Como tantos otros de su generación o de generaciones posteriores (como dos estrellas de la talla de Ricardo Enrique Bochini y el Beto Alonso), en la Selección nacional no alcanzó a expresar a tiempo completo su gran talento. Y su brillo extraordinario y cautivante no logró proyectarse fronteras afuera de la Argentina, aunque haya hecho una breve y olvidable escala profesional en el Deportivo Municipal de Perú en el 72 y 73 después de su partida inexplicable de Boca, cuando el técnico chileno Fernando Riera lo desplazó y exigió su salida con el aval del presidente Alberto J. Armando.
Esa deuda que no fue suya sino del caos con que se manejaba la Selección hasta que Menotti la instaló como una prioridad a partir del 12 de octubre de 1974, lo privó a Rojitas de trascender con holgura la propia aldea, aunque estuvo en el radar del Real Madrid cuando Boca el 23 de agosto de 1964 lo derrotó 2-1 en Casablanca (Marruecos), con dos goles propios que despertaron el interés inmediato del club español, desestimado por el pibe ya consagrado como un ídolo. “Surgió una posibilidad firme del Real, pero no quise irme de la Argentina.
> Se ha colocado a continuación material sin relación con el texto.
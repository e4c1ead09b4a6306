use chrono::Utc;
use std::thread;
use std::time::{Duration, Instant};

use crate::classify::ClassifierRules;
use crate::models::{JobRecord, RawCandidate};
use crate::normalize::Normalizer;
use crate::store::JobSink;

/// Aggregate counts for one scrape run. This is the only result the
/// operator sees beyond the per-item progress lines.
#[derive(Debug, Default)]
pub struct ScrapeStats {
    pub seen: usize,
    pub eligible: usize,
    pub inserted: usize,
    pub failed: usize,
}

/// Fixed-interval gate between writes to the destination store.
pub struct RateGate {
    interval: Duration,
    last: Option<Instant>,
}

impl RateGate {
    pub fn new(interval: Duration) -> Self {
        Self {
            interval,
            last: None,
        }
    }

    /// Blocks until at least `interval` has passed since the previous call.
    /// The first call never waits.
    pub fn wait(&mut self) {
        if let Some(last) = self.last {
            let elapsed = last.elapsed();
            if elapsed < self.interval {
                thread::sleep(self.interval - elapsed);
            }
        }
        self.last = Some(Instant::now());
    }
}

/// Classifier + normalizer pass: keeps worldwide-eligible candidates and
/// shapes them into destination rows. Rejections are expected filtering, not
/// errors, so they are only visible as a count difference.
pub fn screen(
    candidates: &[RawCandidate],
    rules: &ClassifierRules,
    normalizer: &Normalizer,
) -> Vec<JobRecord> {
    candidates
        .iter()
        .filter(|c| rules.is_worldwide(c))
        .map(|c| normalizer.normalize(c))
        .collect()
}

/// Inserts each record independently. A slug collision gets exactly one
/// regeneration (company name widened by the current timestamp) with no
/// re-check; any per-record error is counted and the batch moves on.
/// Returns (inserted, failed); outside dry runs the two always sum to the
/// number of records given.
pub fn persist(
    jobs: Vec<JobRecord>,
    sink: &dyn JobSink,
    normalizer: &Normalizer,
    gate: &mut RateGate,
    dry_run: bool,
) -> (usize, usize) {
    let mut inserted = 0;
    let mut failed = 0;

    for mut job in jobs {
        if dry_run {
            println!(
                "[DRY RUN] Would insert: {} at {} ({})",
                job.title, job.company, job.slug
            );
            continue;
        }

        gate.wait();

        match sink.slug_exists(&job.slug) {
            Ok(true) => {
                let widened = format!("{}-{}", job.company, Utc::now().timestamp_millis());
                job.slug = normalizer.make_slug(&job.title, &widened);
            }
            Ok(false) => {}
            Err(e) => {
                eprintln!("  Error checking slug for {}: {}", job.title, e);
                failed += 1;
                continue;
            }
        }

        match sink.insert(&job) {
            Ok(()) => {
                println!("  {} at {}", job.title, job.company);
                inserted += 1;
            }
            Err(e) => {
                eprintln!("  Failed to insert {}: {}", job.title, e);
                failed += 1;
            }
        }
    }

    (inserted, failed)
}

#[cfg(test)]
mod tests {
    use super::*;
    use anyhow::anyhow;
    use std::cell::{Cell, RefCell};
    use std::collections::HashSet;

    fn candidate(title: &str, description: &str) -> RawCandidate {
        RawCandidate {
            title: title.to_string(),
            company: "Acme".to_string(),
            tags: vec!["node".to_string()],
            description: description.to_string(),
            apply_url: "https://remoteok.io/remote-jobs/1".to_string(),
        }
    }

    fn job(title: &str, slug: &str) -> JobRecord {
        let normalizer = Normalizer::new().unwrap();
        let mut record = normalizer.normalize(&candidate(title, "work from anywhere"));
        record.slug = slug.to_string();
        record
    }

    #[derive(Default)]
    struct MockSink {
        existing: RefCell<HashSet<String>>,
        inserted: RefCell<Vec<JobRecord>>,
        fail_titles: HashSet<String>,
        lookups: Cell<usize>,
    }

    impl JobSink for MockSink {
        fn slug_exists(&self, slug: &str) -> Result<bool, anyhow::Error> {
            self.lookups.set(self.lookups.get() + 1);
            Ok(self.existing.borrow().contains(slug))
        }

        fn insert(&self, job: &JobRecord) -> Result<(), anyhow::Error> {
            if self.fail_titles.contains(&job.title) {
                return Err(anyhow!(
                    "duplicate key value violates unique constraint \"jobs_slug_key\""
                ));
            }
            self.existing.borrow_mut().insert(job.slug.clone());
            self.inserted.borrow_mut().push(job.clone());
            Ok(())
        }
    }

    #[test]
    fn test_screen_keeps_eligible_and_drops_restricted() {
        let rules = ClassifierRules::default();
        let normalizer = Normalizer::new().unwrap();
        let candidates = vec![
            candidate(
                "Backend Engineer",
                "Fully remote position, worldwide applicants welcome, $80,000/year",
            ),
            candidate(
                "Frontend Engineer",
                "Remote position, but must be based in the United States",
            ),
        ];

        let jobs = screen(&candidates, &rules, &normalizer);
        assert_eq!(jobs.len(), 1);
        assert_eq!(jobs[0].title, "Backend Engineer");
        assert_eq!(jobs[0].salary, 80000.0);
    }

    #[test]
    fn test_persist_counts_always_sum_to_input() {
        let normalizer = Normalizer::new().unwrap();
        let mut sink = MockSink::default();
        sink.fail_titles.insert("Bad Job".to_string());

        let jobs = vec![
            job("Good Job", "good-job-at-acme-000001"),
            job("Bad Job", "bad-job-at-acme-000002"),
            job("Another Good Job", "another-good-job-at-acme-000003"),
        ];
        let total = jobs.len();

        let mut gate = RateGate::new(Duration::from_millis(0));
        let (inserted, failed) = persist(jobs, &sink, &normalizer, &mut gate, false);

        assert_eq!(inserted, 2);
        assert_eq!(failed, 1);
        assert_eq!(inserted + failed, total);
    }

    #[test]
    fn test_persist_regenerates_slug_once_on_collision() {
        let normalizer = Normalizer::new().unwrap();
        let sink = MockSink::default();
        sink.existing
            .borrow_mut()
            .insert("backend-engineer-at-acme-000001".to_string());

        let jobs = vec![job("Backend Engineer", "backend-engineer-at-acme-000001")];
        let mut gate = RateGate::new(Duration::from_millis(0));
        let (inserted, failed) = persist(jobs, &sink, &normalizer, &mut gate, false);

        assert_eq!((inserted, failed), (1, 0));
        let stored = sink.inserted.borrow();
        assert_eq!(stored.len(), 1);
        assert_ne!(stored[0].slug, "backend-engineer-at-acme-000001");
        assert!(stored[0].slug.starts_with("backend-engineer-at-acme-"));
        // One lookup per record: the regenerated slug is not re-checked.
        assert_eq!(sink.lookups.get(), 1);
    }

    #[test]
    fn test_persist_same_title_and_company_end_with_distinct_slugs() {
        let normalizer = Normalizer::new().unwrap();
        let sink = MockSink::default();

        // Same millisecond can hand two identical candidates the same slug;
        // the collision check catches the second one.
        let jobs = vec![
            job("Backend Engineer", "backend-engineer-at-acme-555555"),
            job("Backend Engineer", "backend-engineer-at-acme-555555"),
        ];
        let mut gate = RateGate::new(Duration::from_millis(0));
        let (inserted, failed) = persist(jobs, &sink, &normalizer, &mut gate, false);

        assert_eq!((inserted, failed), (2, 0));
        let stored = sink.inserted.borrow();
        assert_ne!(stored[0].slug, stored[1].slug);
    }

    #[test]
    fn test_persist_insert_failure_does_not_halt_batch() {
        let normalizer = Normalizer::new().unwrap();
        let mut sink = MockSink::default();
        sink.fail_titles.insert("First".to_string());

        let jobs = vec![
            job("First", "first-at-acme-000001"),
            job("Second", "second-at-acme-000002"),
        ];
        let mut gate = RateGate::new(Duration::from_millis(0));
        let (inserted, failed) = persist(jobs, &sink, &normalizer, &mut gate, false);

        assert_eq!((inserted, failed), (1, 1));
        assert_eq!(sink.inserted.borrow()[0].title, "Second");
    }

    #[test]
    fn test_persist_dry_run_touches_nothing() {
        let normalizer = Normalizer::new().unwrap();
        let sink = MockSink::default();

        let jobs = vec![job("Engineer", "engineer-at-acme-000001")];
        let mut gate = RateGate::new(Duration::from_millis(0));
        let (inserted, failed) = persist(jobs, &sink, &normalizer, &mut gate, true);

        assert_eq!((inserted, failed), (0, 0));
        assert_eq!(sink.lookups.get(), 0);
        assert!(sink.inserted.borrow().is_empty());
    }

    #[test]
    fn test_rate_gate_enforces_interval() {
        let mut gate = RateGate::new(Duration::from_millis(30));
        let start = Instant::now();
        gate.wait(); // first pass is free
        gate.wait();
        assert!(start.elapsed() >= Duration::from_millis(30));
    }

    #[test]
    fn test_rate_gate_first_wait_is_free() {
        let mut gate = RateGate::new(Duration::from_secs(60));
        let start = Instant::now();
        gate.wait();
        assert!(start.elapsed() < Duration::from_secs(1));
    }
}
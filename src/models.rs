use serde::{Deserialize, Serialize};

/// One scraped posting before eligibility is determined. Lives only for the
/// duration of a single run.
#[derive(Debug, Clone)]
pub struct RawCandidate {
    pub title: String,
    pub company: String,
    pub tags: Vec<String>,
    pub description: String,
    pub apply_url: String,
}

#[derive(Debug, Clone, Copy, PartialEq, Eq, Serialize, Deserialize)]
pub enum JobType {
    #[serde(rename = "Full-Time")]
    FullTime,
    #[serde(rename = "Part-Time")]
    PartTime,
    #[serde(rename = "Contract")]
    Contract,
    #[serde(rename = "Internship")]
    Internship,
}

#[derive(Debug, Clone, Copy, PartialEq, Eq, Serialize, Deserialize)]
pub enum SalaryType {
    #[serde(rename = "Fixed")]
    Fixed,
    #[serde(rename = "Hourly")]
    Hourly,
    #[serde(rename = "Negotiable")]
    Negotiable,
    #[serde(rename = "Commission")]
    Commission,
}

/// A fully normalized job row, shaped exactly like the destination `jobs`
/// table. Serde renames match the column names.
#[derive(Debug, Clone, Serialize)]
pub struct JobRecord {
    pub title: String,
    pub company: String,
    pub location: String, // always "Worldwide"
    #[serde(rename = "type")]
    pub job_type: JobType,
    pub category: String,
    pub salary: f64, // 0 means "not listed", not an error
    #[serde(rename = "salaryType")]
    pub salary_type: SalaryType,
    pub logo: String,
    pub description: String,
    #[serde(rename = "datePosted")]
    pub date_posted: String,
    #[serde(rename = "applyUrl")]
    pub apply_url: String,
    pub published: bool,
    pub slug: String,
    #[serde(rename = "new")]
    pub is_new: bool,
    pub featured: bool,
}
Yo no tenía dimensión de muchas cosas. No me las imaginaba. Lo mío era jugar, divertirme, gambetear, hacer goles, salir campeón con Boca, andar con las chicas y ganarle a River”, nos comentó muchos años después con un aire arrepentido.
Eran otros tiempos. Y eran otras las expectativas que privilegiaban los dirigentes y sobre todo los jugadores. Igual, no importó. Porque estas cosas a esta altura importan poco. Su nombre que parece tener el sello indeleble de una marca registrada, continúa sintetizando la belleza del fútbol de todos los tiempos. La belleza compatible con el rictus de la aventura. De las mejores aventuras.
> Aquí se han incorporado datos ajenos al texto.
use anyhow::{anyhow, Context, Result};
use reqwest::header;
use std::time::Duration;

use crate::config::Config;
use crate::models::JobRecord;

/// What the persister needs from a destination store: a point lookup by slug
/// and a single-row insert.
pub trait JobSink {
    fn slug_exists(&self, slug: &str) -> Result<bool>;
    fn insert(&self, job: &JobRecord) -> Result<()>;
}

/// REST client for the shared `jobs` table. The backend speaks the
/// PostgREST row API: filters in the query string, JSON rows in the body,
/// service key in both `apikey` and `Authorization` headers.
pub struct JobStore {
    base_url: String,
    service_key: String,
    client: reqwest::blocking::Client,
}

impl JobStore {
    pub fn new(config: &Config) -> Result<Self> {
        let client = reqwest::blocking::Client::builder()
            .timeout(Duration::from_secs(30))
            .build()
            .context("Failed to build store HTTP client")?;

        Ok(Self {
            base_url: config.supabase_url.clone(),
            service_key: config.service_key.clone(),
            client,
        })
    }

    fn jobs_endpoint(&self) -> String {
        format!("{}/rest/v1/jobs", self.base_url)
    }
}

impl JobSink for JobStore {
    fn slug_exists(&self, slug: &str) -> Result<bool> {
        let filter = format!("eq.{}", slug);
        let response = self
            .client
            .get(self.jobs_endpoint())
            .query(&[("select", "slug"), ("slug", filter.as_str()), ("limit", "1")])
            .header("apikey", &self.service_key)
            .header(
                header::AUTHORIZATION,
                format!("Bearer {}", self.service_key),
            )
            .send()
            .context("Failed to query jobs table for slug")?;

        let status = response.status();
        if !status.is_success() {
            let body = response.text().unwrap_or_default();
            return Err(anyhow!(
                "Slug lookup failed with status {}: {}",
                status,
                body
            ));
        }

        let rows: Vec<serde_json::Value> = response
            .json()
            .context("Failed to parse slug lookup response")?;
        Ok(!rows.is_empty())
    }

    fn insert(&self, job: &JobRecord) -> Result<()> {
        let response = self
            .client
            .post(self.jobs_endpoint())
            .header("apikey", &self.service_key)
            .header(
                header::AUTHORIZATION,
                format!("Bearer {}", self.service_key),
            )
            .header("Prefer", "return=minimal")
            .json(job)
            .send()
            .context("Failed to send insert request")?;

        let status = response.status();
        if !status.is_success() {
            let body = response.text().unwrap_or_default();
            return Err(anyhow!("Insert rejected with status {}: {}", status, body));
        }

        Ok(())
    }
}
Hoy, con 80 años sobre el lomo, puede confirmarse, sin ninguna duda, que aquel muchacho de barrio con espíritu romántico y bohemio al que le gustaba celebrar tanto el día como los misterios y los placeres de la noche, conquistó lo que deseaba conquistar: le ganó al viento. Y le ganó sin trampas ni soberbia. Sin versos ni agachadas. Sin demagogia ni oportunismos.
Por eso y por muchas otras cosas que la memoria colectiva incorporó, Rojitas angelizó el fútbol. Y el fútbol, como no podía ser de otra manera, lo angelizó a él.